Кста-а-ати… А ведь если так подумать… Алиса ловилась на белых кроликов, я – немножко ловлюсь на чёрных собак… Упс?..
Я начинаю делать вид, что вот прямо сейчас буду решительно предпринимать нафиг-отсюда-сбегательные меры, потихоньку стороной обходя всех собравшихся.
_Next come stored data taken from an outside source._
// The MIT License (MIT)

// Copyright (c) 2025 braid developers

// Permission is hereby granted, free of charge, to any person obtaining a copy of
// this software and associated documentation files (the "Software"), to deal in
// the Software without restriction, including without limitation the rights to
// use, copy, modify, merge, publish, distribute, sublicense, and/or sell copies of
// the Software, and to permit persons to whom the Software is furnished to do so,
// subject to the following conditions:

// The above copyright notice and this permission notice shall be included in all
// copies or substantial portions of the Software.

// THE SOFTWARE IS PROVIDED "AS IS", WITHOUT WARRANTY OF ANY KIND, EXPRESS OR
// IMPLIED, INCLUDING BUT NOT LIMITED TO THE WARRANTIES OF MERCHANTABILITY, FITNESS
// FOR A PARTICULAR PURPOSE AND NONINFRINGEMENT. IN NO EVENT SHALL THE AUTHORS OR
// COPYRIGHT HOLDERS BE LIABLE FOR ANY CLAIM, DAMAGES OR OTHER LIABILITY, WHETHER
// IN AN ACTION OF CONTRACT, TORT OR OTHERWISE, ARISING FROM, OUT OF OR IN
// CONNECTION WITH THE SOFTWARE OR THE USE OR OTHER DEALINGS IN THE SOFTWARE.

//! Pluggable memory resource for computation frames.
//!
//! Every frame allocation travels with a handle to the resource it came from
//! (`ResourceBox`), so deallocation never needs the construction environment
//! to still be alive. Frames of child computations routinely outlive the
//! environment value they were spawned with.

use std::alloc::{self, Layout};
use std::ptr::{self, NonNull};
use std::sync::{Arc, OnceLock};

pub trait MemoryResource: Send + Sync {
    fn allocate(&self, layout: Layout) -> NonNull<u8>;

    /// # Safety
    ///
    /// `ptr` must have come from `allocate` on the same resource with the
    /// same `layout`, and must not be used afterwards.
    unsafe fn deallocate(&self, ptr: NonNull<u8>, layout: Layout);
}

pub type ResourceHandle = Arc<dyn MemoryResource>;

/// The process-global allocator as a memory resource.
pub struct GlobalResource;

impl MemoryResource for GlobalResource {
    fn allocate(&self, layout: Layout) -> NonNull<u8> {
        let ptr = unsafe { alloc::alloc(layout) };
        match NonNull::new(ptr) {
            Some(ptr) => ptr,
            None => alloc::handle_alloc_error(layout),
        }
    }

    unsafe fn deallocate(&self, ptr: NonNull<u8>, layout: Layout) {
        alloc::dealloc(ptr.as_ptr(), layout);
    }
}

pub fn default_resource() -> ResourceHandle {
    static DEFAULT: OnceLock<ResourceHandle> = OnceLock::new();
    DEFAULT.get_or_init(|| Arc::new(GlobalResource)).clone()
}

/// A box whose storage comes from a `MemoryResource`. The resource handle is
/// stored alongside the pointer so the storage can be returned without any
/// outside context.
pub struct ResourceBox<T> {
    ptr: NonNull<T>,
    resource: ResourceHandle,
}

unsafe impl<T: Send> Send for ResourceBox<T> {}
unsafe impl<T: Sync> Sync for ResourceBox<T> {}

impl<T> ResourceBox<T> {
    pub fn new_in(value: T, resource: &ResourceHandle) -> ResourceBox<T> {
        let layout = Layout::new::<T>();
        if layout.size() == 0 {
            // zero-sized values carry no storage
            std::mem::forget(value);
            return ResourceBox {
                ptr: NonNull::dangling(),
                resource: resource.clone(),
            };
        }
        let raw = resource.allocate(layout).cast::<T>();
        unsafe { raw.as_ptr().write(value) };
        ResourceBox {
            ptr: raw,
            resource: resource.clone(),
        }
    }

    pub fn as_ref(&self) -> &T {
        unsafe { self.ptr.as_ref() }
    }

    pub fn as_mut(&mut self) -> &mut T {
        unsafe { self.ptr.as_mut() }
    }
}

impl<T> Drop for ResourceBox<T> {
    fn drop(&mut self) {
        let layout = Layout::new::<T>();
        unsafe {
            ptr::drop_in_place(self.ptr.as_ptr());
            if layout.size() != 0 {
                self.resource.deallocate(self.ptr.cast::<u8>(), layout);
            }
        }
    }
}

#[cfg(test)]
mod test {
    use std::sync::atomic::{AtomicUsize, Ordering};

    use super::*;

    struct CountingResource {
        live: AtomicUsize,
        total: AtomicUsize,
    }

    impl CountingResource {
        fn new() -> CountingResource {
            CountingResource {
                live: AtomicUsize::new(0),
                total: AtomicUsize::new(0),
            }
        }
    }

    impl MemoryResource for CountingResource {
        fn allocate(&self, layout: Layout) -> NonNull<u8> {
            self.live.fetch_add(1, Ordering::AcqRel);
            self.total.fetch_add(1, Ordering::AcqRel);
            GlobalResource.allocate(layout)
        }

        unsafe fn deallocate(&self, ptr: NonNull<u8>, layout: Layout) {
            self.live.fetch_sub(1, Ordering::AcqRel);
            GlobalResource.deallocate(ptr, layout);
        }
    }

    #[test]
    fn test_box_roundtrip() {
        let counting = Arc::new(CountingResource::new());
        let resource: ResourceHandle = counting.clone();
        {
            let mut boxed = ResourceBox::new_in(vec![1, 2, 3], &resource);
            boxed.as_mut().push(4);
            assert_eq!(boxed.as_ref(), &[1, 2, 3, 4]);
            assert_eq!(counting.live.load(Ordering::Acquire), 1);
        }
        assert_eq!(counting.live.load(Ordering::Acquire), 0);
        assert_eq!(counting.total.load(Ordering::Acquire), 1);
    }

    #[test]
    fn test_zero_sized_value() {
        let resource = default_resource();
        let boxed = ResourceBox::new_in((), &resource);
        assert_eq!(boxed.as_ref(), &());
    }
}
Намагниченная на меня летучая мышка тут же подала голос, стоило мне только сделать полшажочка в сторону:
– Гарри Поттер он или нет определить не столь уж сложно. Пусть он откинет чёлку и покажет лоб.
Идея посмотреть на мой лоб почему-то привела собравшихся сектантов в экстаз, все тут же зашептались, заволновались и чуть ли не заскандировали “Да, покажи лоб, покажи!”.
– Ну уж нет уж! Никакой порнографии, никакого раздевания и никакого показа никаких частей тела! А то знаю я вас: сначала вам откинь чёлку и лоб покажи, а потом что снимать и показывать прикажите, а?!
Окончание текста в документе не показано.